YOUR GOAL
Copy out every line below without alteration.

Stored items
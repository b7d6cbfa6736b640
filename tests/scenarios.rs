use std::time::Instant;

use fruitmatch::engine::RegionId;
use fruitmatch::engine::matcher::find_matches;
use fruitmatch::{
    Board, CellState, Direction, Engine, EngineConfig, Event, LevelLayout, Phase, Pos, Resolution,
};

fn engine(picture: &[&str], hits: u32) -> Engine {
    Engine::from_board(Board::from_ascii(picture, hits).unwrap(), EngineConfig::default())
        .unwrap()
}

/// First legal swap on the board that does not create a match.
fn dud_move(engine: &Engine) -> (Pos, Direction) {
    let board = engine.board();
    for from in board.positions() {
        for dir in Direction::ALL {
            let Ok(to) = engine.validate_move(from, dir) else {
                continue;
            };
            if board.tile(from) == board.tile(to) {
                continue;
            }
            let mut probe = board.clone();
            probe.swap(from, to);
            if find_matches(&probe).is_empty() {
                return (from, dir);
            }
        }
    }
    panic!("no dud move on board");
}

#[test]
fn failed_swap_on_default_level_reverts() {
    let mut e = Engine::load_level(&LevelLayout::default_level(), &EngineConfig::default()).unwrap();
    let before = e.board().clone();
    let (from, dir) = dud_move(&e);
    let now = Instant::now();

    e.request_move(from, dir, now).unwrap();
    assert_ne!(e.board(), &before);
    assert_eq!(e.complete_step(now), Phase::Idle);

    let events = e.drain_events();
    let moved = events
        .iter()
        .filter(|ev| matches!(ev, Event::TileMoved { .. }))
        .count();
    assert_eq!(moved, 4);
    assert_eq!(
        events.last(),
        Some(&Event::ResolutionComplete {
            resolution: Resolution::Reverted
        })
    );
    assert_eq!(e.board(), &before);
}

#[test]
fn swap_elsewhere_leaves_existing_run_and_reverts() {
    // Diagonal stripes with one run of three at row 4, columns 3 to 5.
    let mut e = engine(
        &[
            "012012012",
            "120120120",
            "201201201",
            "012012012",
            "120333120",
            "201201201",
            "012012012",
            "120120120",
            "201201201",
        ],
        1,
    );
    let before = e.board().clone();
    let mut swapped = before.clone();
    swapped.swap(Pos::new(0, 0), Pos::new(0, 1));
    assert_eq!(find_matches(&swapped), find_matches(&before));

    let now = Instant::now();
    e.request_move(Pos::new(0, 0), Direction::Right, now).unwrap();
    assert_eq!(e.settle(now), Some(Resolution::Reverted));
    assert!(!e
        .drain_events()
        .iter()
        .any(|ev| matches!(ev, Event::TilesEliminated { .. })));
    assert_eq!(e.board(), &before);
    assert_eq!(
        find_matches(e.board()).into_iter().collect::<Vec<_>>(),
        vec![Pos::new(4, 3), Pos::new(4, 4), Pos::new(4, 5)]
    );
}

#[test]
fn match_beside_obstacle_depletes_and_refills() {
    let mut e = engine(&["23##", "4511", "3142"], 1);
    let now = Instant::now();
    e.request_move(Pos::new(1, 1), Direction::Down, now).unwrap();
    e.drain_events();

    assert_eq!(e.complete_step(now), Phase::Eliminating);
    let events = e.drain_events();
    assert_eq!(
        events[0],
        Event::TilesEliminated {
            cells: vec![Pos::new(1, 1), Pos::new(1, 2), Pos::new(1, 3)],
            target_hint: Some(Pos::new(1, 1)),
        }
    );
    assert_eq!(
        events[1],
        Event::ObstacleHit {
            region: RegionId(0),
            remaining_hits: 0
        }
    );
    assert_eq!(
        events[2],
        Event::ObstacleDepleted {
            region: RegionId(0),
            cells: vec![Pos::new(0, 2), Pos::new(0, 3)],
        }
    );
    assert_eq!(e.cell_at(0, 2), Some(CellState::Empty));

    assert_eq!(e.complete_step(now), Phase::Falling);
    let spawned = e
        .drain_events()
        .iter()
        .filter(|ev| matches!(ev, Event::TileSpawned { .. }))
        .count();
    assert_eq!(spawned, 5);
    assert_eq!(e.board().occupied_count(), 12);
    assert_eq!(e.board().regions().count(), 0);

    assert!(matches!(e.settle(now), Some(Resolution::Stable { .. })));
    assert!(e.board().inconsistencies().is_empty());
}

#[test]
fn obstacle_with_spare_hits_survives() {
    let mut e = engine(&["23##", "4511", "3142"], 3);
    let now = Instant::now();
    e.request_move(Pos::new(1, 1), Direction::Down, now).unwrap();
    e.complete_step(now);
    let events = e.drain_events();
    assert!(events.contains(&Event::ObstacleHit {
        region: RegionId(0),
        remaining_hits: 1
    }));
    assert!(!events
        .iter()
        .any(|ev| matches!(ev, Event::ObstacleDepleted { .. })));
    assert_eq!(
        e.cell_at(0, 3),
        Some(CellState::Obstacle {
            region: RegionId(0),
            remaining_hits: 1
        })
    );
}

#[test]
fn column_under_void_refills_by_spawning() {
    let mut e = engine(&["2 3", "312", "413", "251"], 1);
    let now = Instant::now();
    e.request_move(Pos::new(3, 2), Direction::Left, now).unwrap();
    e.drain_events();

    e.complete_step(now);
    let eliminated = e.drain_events();
    assert!(matches!(
        &eliminated[0],
        Event::TilesEliminated { cells, .. }
            if cells == &vec![Pos::new(1, 1), Pos::new(2, 1), Pos::new(3, 1)]
    ));

    e.complete_step(now);
    let fall = e.drain_events();
    let spawns: Vec<Pos> = fall
        .iter()
        .filter_map(|ev| match ev {
            Event::TileSpawned { cell, .. } => Some(*cell),
            _ => None,
        })
        .collect();
    assert_eq!(spawns.len(), 3);
    assert!(spawns.iter().all(|p| p.col == 1));
    for ev in &fall {
        if let Event::TileMoved { from, to, .. } = ev {
            assert_eq!(from.col, 1);
            assert!(from.row >= 1);
            assert_eq!(to.row, from.row + 1);
        }
    }
    assert_eq!(e.board().occupied_count(), e.board().playable_count());
}

#[test]
fn busy_engine_drops_requests() {
    let mut e = engine(&["23##", "4511", "3142"], 1);
    let now = Instant::now();
    e.request_move(Pos::new(1, 1), Direction::Down, now).unwrap();
    let snapshot = e.board().clone();
    assert_eq!(
        e.request_move(Pos::new(0, 0), Direction::Right, now),
        Err(fruitmatch::MoveRejection::Busy)
    );
    assert_eq!(e.board(), &snapshot);
    assert_eq!(e.phase(), Phase::Swapped);
}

SOLUTION TO THIS EXERCISE
repository b7d6cbfa6736b640
filename tests/scenarios.rs
use std::time::Instant;

use fruitmatch::engine::RegionId;
use fruitmatch::engine::matcher::find_matches;
use fruitmatch::{
    Board, CellState, Direction, Engine, EngineConfig, Event, LevelLayout, Phase, Pos, Resolution,
};

fn engine(picture: &[&str], hits: u32) -> Engine {
    Engine::from_board(Board::from_ascii(picture, hits).unwrap(), EngineConfig::default())
        .unwrap()
}

/// First legal swap on the board that does not create a match.
fn dud_move(engine: &Engine) -> (Pos, Direction) {
    let board = engine.board();
    for from in board.positions() {
        for dir in Direction::ALL {
            let Ok(to) = engine.validate_move(from, dir) else {
                continue;
            };
            if board.tile(from) == board.tile(to) {
                continue;
            }
            let mut probe = board.clone();
            probe.swap(from, to);
            if find_matches(&probe).is_empty() {
                return (from, dir);
            }
        }
    }
    panic!("no dud move on board");
}

#[test]
fn failed_swap_on_default_level_reverts() {
    let mut e = Engine::load_level(&LevelLayout::default_level(), &EngineConfig::default()).unwrap();
    let before = e.board().clone();
    let (from, dir) = dud_move(&e);
    let now = Instant::now();

    e.request_move(from, dir, now).unwrap();
    assert_ne!(e.board(), &before);
    assert_eq!(e.complete_step(now), Phase::Idle);

    let events = e.drain_events();
    let moved = events
        .iter()
        .filter(|ev| matches!(ev, Event::TileMoved { .. }))
        .count();
    assert_eq!(moved, 4);
    assert_eq!(
        events.last(),
        Some(&Event::ResolutionComplete {
            resolution: Resolution::Reverted
        })
    );
    assert_eq!(e.board(), &before);
}

#[test]
fn swap_elsewhere_leaves_existing_run_and_reverts() {
    // Diagonal stripes with one run of three at row 4, columns 3 to 5.
    let mut e = engine(
        &[
            "012012012",
            "120120120",
            "201201201",
            "012012012",
            "120333120",
            "201201201",
            "012012012",
            "120120120",
            "201201201",
        ],
        1,
    );
    let before = e.board().clone();
    let mut swapped = before.clone();
    swapped.swap(Pos::new(0, 0), Pos::new(0, 1));
    assert_eq!(find_matches(&swapped), find_matches(&before));

    let now = Instant::now();
    e.request_move(Pos::new(0, 0), Direction::Right, now).unwrap();
    assert_eq!(e.settle(now), Some(Resolution::Reverted));
    assert!(!e
        .drain_events()
        .iter()
        .any(|ev| matches!(ev, Event::TilesEliminated { .. })));
    assert_eq!(e.board(), &before);
    assert_eq!(
        find_matches(e.board()).into_iter().collect::<Vec<_>>(),
        vec![Pos::new(4, 3), Pos::new(4, 4), Pos::new(4, 5)]
    );
}

#[test]
fn match_beside_obstacle_depletes_and_refills() {
    let mut e = engine(&["23##", "4511", "3142"], 1);
    let now = Instant::now();
    e.request_move(Pos::new(1, 1), Direction::Down, now).unwrap();
    e.drain_events();

    assert_eq!(e.complete_step(now), Phase::Eliminating);
    let events = e.drain_events();
    assert_eq!(
        events[0],
        Event::TilesEliminated {
            cells: vec![Pos::new(1, 1), Pos::new(1, 2), Pos::new(1, 3)],
            target_hint: Some(Pos::new(1, 1)),
        }
    );
    assert_eq!(
        events[1],
        Event::ObstacleHit {
            region: RegionId(0),
            remaining_hits: 0
        }
    );
    assert_eq!(
        events[2],
        Event::ObstacleDepleted {
            region: RegionId(0),
            cells: vec![Pos::new(0, 2), Pos::new(0, 3)],
        }
    );
    assert_eq!(e.cell_at(0, 2), Some(CellState::Empty));

    assert_eq!(e.complete_step(now), Phase::Falling);
    let spawned = e
        .drain_events()
        .iter()
        .filter(|ev| matches!(ev, Event::TileSpawned { .. }))
        .count();
    assert_eq!(spawned, 5);
    assert_eq!(e.board().occupied_count(), 12);
    assert_eq!(e.board().regions().count(), 0);

    assert!(matches!(e.settle(now), Some(Resolution::Stable { .. })));
    assert!(e.board().inconsistencies().is_empty());
}

#[test]
fn obstacle_with_spare_hits_survives() {
    let mut e = engine(&["23##", "4511", "3142"], 3);
    let now = Instant::now();
    e.request_move(Pos::new(1, 1), Direction::Down, now).unwrap();
    e.complete_step(now);
    let events = e.drain_events();
    assert!(events.contains(&Event::ObstacleHit {
        region: RegionId(0),
        remaining_hits: 1
    }));
    assert!(!events
        .iter()
        .any(|ev| matches!(ev, Event::ObstacleDepleted { .. })));
    assert_eq!(
        e.cell_at(0, 3),
        Some(CellState::Obstacle {
            region: RegionId(0),
            remaining_hits: 1
        })
    );
}

#[test]
fn column_under_void_refills_by_spawning() {
    let mut e = engine(&["2 3", "312", "413", "251"], 1);
    let now = Instant::now();
    e.request_move(Pos::new(3, 2), Direction::Left, now).unwrap();
    e.drain_events();

    e.complete_step(now);
    let eliminated = e.drain_events();
    assert!(matches!(
        &eliminated[0],
        Event::TilesEliminated { cells, .. }
            if cells == &vec![Pos::new(1, 1), Pos::new(2, 1), Pos::new(3, 1)]
    ));

    e.complete_step(now);
    let fall = e.drain_events();
    let spawns: Vec<Pos> = fall
        .iter()
        .filter_map(|ev| match ev {
            Event::TileSpawned { cell, .. } => Some(*cell),
            _ => None,
        })
        .collect();
    assert_eq!(spawns.len(), 3);
    assert!(spawns.iter().all(|p| p.col == 1));
    for ev in &fall {
        if let Event::TileMoved { from, to, .. } = ev {
            assert_eq!(from.col, 1);
            assert!(from.row >= 1);
            assert_eq!(to.row, from.row + 1);
        }
    }
    assert_eq!(e.board().occupied_count(), e.board().playable_count());
}

#[test]
fn busy_engine_drops_requests() {
    let mut e = engine(&["23##", "4511", "3142"], 1);
    let now = Instant::now();
    e.request_move(Pos::new(1, 1), Direction::Down, now).unwrap();
    let snapshot = e.board().clone();
    assert_eq!(
        e.request_move(Pos::new(0, 0), Direction::Right, now),
        Err(fruitmatch::MoveRejection::Busy)
    );
    assert_eq!(e.board(), &snapshot);
    assert_eq!(e.phase(), Phase::Swapped);
}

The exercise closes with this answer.